Piloted during the Ford Administration and ramped-up during the Carter Administration, this effort hailed from an era when repeated oil shocks were raising fears that the industrialized world would be threatened by oil-rich countries’ production cuts and price increases. Pragmatic R&D efforts on alternative oil-production methods were methodically pursued by the U.S. Department of Energy (DOE) and the U.S. Bureau of Mines, drawing on crucial technological insights from the taxpayer-supported network of national research laboratories.

Once that initial government-funded research had laid the foundation for new technologies and techniques, the private sector stepped in and played its indispensable part. A public-private partnership through the Gas Research Institute helped perfect the new techniques, while pro-innovation tax policies granted favorable federal tax treatment for investors’ R&D commitment to the energy sector. A champion of the new technologies, George P. Mitchell, evangelized for hydraulic fracturing and horizontal drilling, even when skeptics scoffed. Researchers at the Breakthrough Institute assert: “Where Mitchell proved invaluable was [in] engaging the work of government researchers and piecing together different federally-developed technologies to develop a commercial product.” 
 

Mitchell’s determined experimentation with the new technologies built atop the crucial government investment in R&D. His entrepreneurial zeal was even more remarkable considering the opposition of many free-market absolutists on Capitol Hill, who disdained any type of public-private partnership that tolerated an active government role. Mitchell’s team gives credit where credit is due: “DOE started it, and other people took the ball and ran with it,” according to Mitchell’s former vice president and lead geologist. “You cannot diminish DOE’s involvement.”

Indeed, the impact of lower oil and natural-gas prices has been so dramatic that some energy-policy scholars, as became clear at this week’s European Union event, understandably worry that lower energy prices may lull governments and consumers into a false sense of security. Lower energy costs may remove a price-conscious spur to continued investment in cleaner, more sustainable alternative energy sources. That concern surely poses a genuine challenge for policymakers as they craft clean-energy and anti-climate-change strategies for the long term. Avoiding any backsliding on clean-energy investment will require sustained pro-innovation initiatives, and perhaps tax-policy adjustments, that promote long-term investment in cleaner energy sources. Disincentives on the use of fossil fuels is surely crucial to climate-smart strategies, speeding the transition toward renewable sources. The recent shale-gas revolution has bought some extra time for the economy to make that transition, and, as environmental advocates insist, that time must be used wisely. 
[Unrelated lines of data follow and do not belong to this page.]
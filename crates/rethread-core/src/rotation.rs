use crate::paths::ROTATION_KEY;
use crate::storage::Backing;
use crate::types::WeekLabel;
use serde::{Deserialize, Serialize};

#[derive(Debug, Clone, PartialEq, Eq, Serialize, Deserialize)]
pub struct Assignment {
    pub lead: String,
    pub challenger: String,
}

impl Assignment {
    pub fn new(lead: impl Into<String>, challenger: impl Into<String>) -> Self {
        Self {
            lead: lead.into(),
            challenger: challenger.into(),
        }
    }
}

/// Lead/challenger pairs for both weeks. Names are free text; empty is allowed.
#[derive(Debug, Clone, PartialEq, Eq, Serialize, Deserialize)]
pub struct RoleRotation {
    pub week_a: Assignment,
    pub week_b: Assignment,
    #[serde(default)]
    pub swapped: bool,
}

impl Default for RoleRotation {
    fn default() -> Self {
        Self {
            week_a: Assignment::new("You", "Moaz"),
            week_b: Assignment::new("Moaz", "You"),
            swapped: false,
        }
    }
}

impl RoleRotation {
    pub fn assignment(&self, week: WeekLabel) -> &Assignment {
        match week {
            WeekLabel::A => &self.week_a,
            WeekLabel::B => &self.week_b,
        }
    }

    fn assignment_mut(&mut self, week: WeekLabel) -> &mut Assignment {
        match week {
            WeekLabel::A => &mut self.week_a,
            WeekLabel::B => &mut self.week_b,
        }
    }

    /// Exchange the two weeks' assignments and flip `swapped`. An involution.
    pub fn swapped(mut self) -> Self {
        std::mem::swap(&mut self.week_a, &mut self.week_b);
        self.swapped = !self.swapped;
        self
    }
}

// ---------------------------------------------------------------------------
// RotationStore
// ---------------------------------------------------------------------------

pub struct RotationStore {
    rotation: RoleRotation,
    backing: Backing,
}

impl RotationStore {
    /// Hydrate from `backing`, falling back to `initial` when nothing usable
    /// is stored.
    pub fn open(mut backing: Backing, initial: RoleRotation) -> Self {
        let rotation = backing.hydrate(ROTATION_KEY).unwrap_or(initial);
        Self { rotation, backing }
    }

    pub fn rotation(&self) -> &RoleRotation {
        &self.rotation
    }

    pub fn is_degraded(&self) -> bool {
        self.backing.is_degraded()
    }

    pub fn get_assignment(&self, week: WeekLabel) -> &Assignment {
        self.rotation.assignment(week)
    }

    pub fn set_assignment(&mut self, week: WeekLabel, assignment: Assignment) {
        *self.rotation.assignment_mut(week) = assignment;
        self.save();
    }

    pub fn swap(&mut self) -> &RoleRotation {
        self.rotation = std::mem::take(&mut self.rotation).swapped();
        self.save();
        &self.rotation
    }

    pub fn replace(&mut self, rotation: RoleRotation) {
        self.rotation = rotation;
        self.save();
    }

    fn save(&mut self) {
        self.backing.persist(ROTATION_KEY, &self.rotation);
    }
}

// ---------------------------------------------------------------------------
// Tests
// ---------------------------------------------------------------------------

#[cfg(test)]
mod tests {
    use super::*;
    use crate::notice::Notifier;
    use crate::storage::{FileStorage, MemoryStorage, Storage};
    use serde_json::json;
    use std::sync::Arc;
    use tempfile::TempDir;

    fn memory_store() -> RotationStore {
        RotationStore::open(Backing::ephemeral(), RoleRotation::default())
    }

    #[test]
    fn swap_twice_is_identity() {
        let mut store = memory_store();
        let original = store.rotation().clone();
        store.swap();
        assert_ne!(store.rotation(), &original);
        store.swap();
        assert_eq!(store.rotation(), &original);
    }

    #[test]
    fn swap_exchanges_slots_and_flips_flag() {
        let mut store = memory_store();
        store.set_assignment(WeekLabel::A, Assignment::new("Ahmad", "Moaz"));
        store.set_assignment(WeekLabel::B, Assignment::new("Moaz", "Ahmad"));

        let after = store.swap().clone();
        assert_eq!(after.week_a, Assignment::new("Moaz", "Ahmad"));
        assert_eq!(after.week_b, Assignment::new("Ahmad", "Moaz"));
        assert!(after.swapped);
    }

    #[test]
    fn empty_names_are_allowed() {
        let mut store = memory_store();
        store.set_assignment(WeekLabel::B, Assignment::new("", ""));
        assert_eq!(store.get_assignment(WeekLabel::B).lead, "");
    }

    #[test]
    fn persisted_across_instances() {
        let dir = TempDir::new().unwrap();
        let backing = || Backing::new(Arc::new(FileStorage::new(dir.path())), Notifier::silent());

        let mut store = RotationStore::open(backing(), RoleRotation::default());
        store.set_assignment(WeekLabel::A, Assignment::new("Ahmad", "Moaz"));
        store.swap();
        let expected = store.rotation().clone();

        let reopened = RotationStore::open(backing(), RoleRotation::default());
        assert_eq!(reopened.rotation(), &expected);
    }

    #[test]
    fn missing_swapped_flag_defaults_false() {
        let storage = MemoryStorage::new();
        storage
            .save(
                "rotation",
                &json!({
                    "week_a": { "lead": "A1", "challenger": "A2" },
                    "week_b": { "lead": "B1", "challenger": "B2" }
                }),
            )
            .unwrap();
        let store = RotationStore::open(
            Backing::new(Arc::new(storage), Notifier::silent()),
            RoleRotation::default(),
        );
        assert!(!store.rotation().swapped);
        assert_eq!(store.get_assignment(WeekLabel::A).lead, "A1");
    }

    #[test]
    fn corrupt_rotation_uses_initial() {
        let storage = MemoryStorage::new();
        storage.save("rotation", &json!("nonsense")).unwrap();
        let initial = RoleRotation {
            week_a: Assignment::new("X", "Y"),
            week_b: Assignment::new("Y", "X"),
            swapped: false,
        };
        let store = RotationStore::open(
            Backing::new(Arc::new(storage), Notifier::silent()),
            initial.clone(),
        );
        assert_eq!(store.rotation(), &initial);
    }
}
Looking back on the process that delivered today’s shale-gas and tight-oil abundance, the lesson is clear: A well-targeted industrial policy – or, if you’d prefer to use the modernized lingo, competitiveness strategy – inspired today’s revolution in energy policy. It’s the latest proof that competitiveness strategies, with the public sector and the private sector both playing constructive roles, can contribute to positive change.

So the next time a dogmatic defender of laissez-faire passivity tries to tell you that government should always keep its hands completely off the economy – or scoffs that all forms of competitiveness strategy are merely doomed attempts at “picking winners and losers” – remind that laissez-faire fatalist about the positive economic impact of government-and-industry partnerships.

Yes, it took decades of patient public-private teamwork to trigger this energy revolution. And, yes, as environmentalists wisely warn, the new technologies must be used under strict regulation that upholds the highest degree of environmental protection. Yet, accepting all the caveats, the economy now seems ready to reap a rich reward.

Whether you embrace the term "industrial policy" or use a euphemism like "competitiveness strategy," this example of mission-focused, government-organized, private-sector-driven, technology-led progress provides dollars-and-cents evidence that activist strategies, promoting research and investment in high-priority sectors of the economy, can deliver a dramatic payoff in productivity.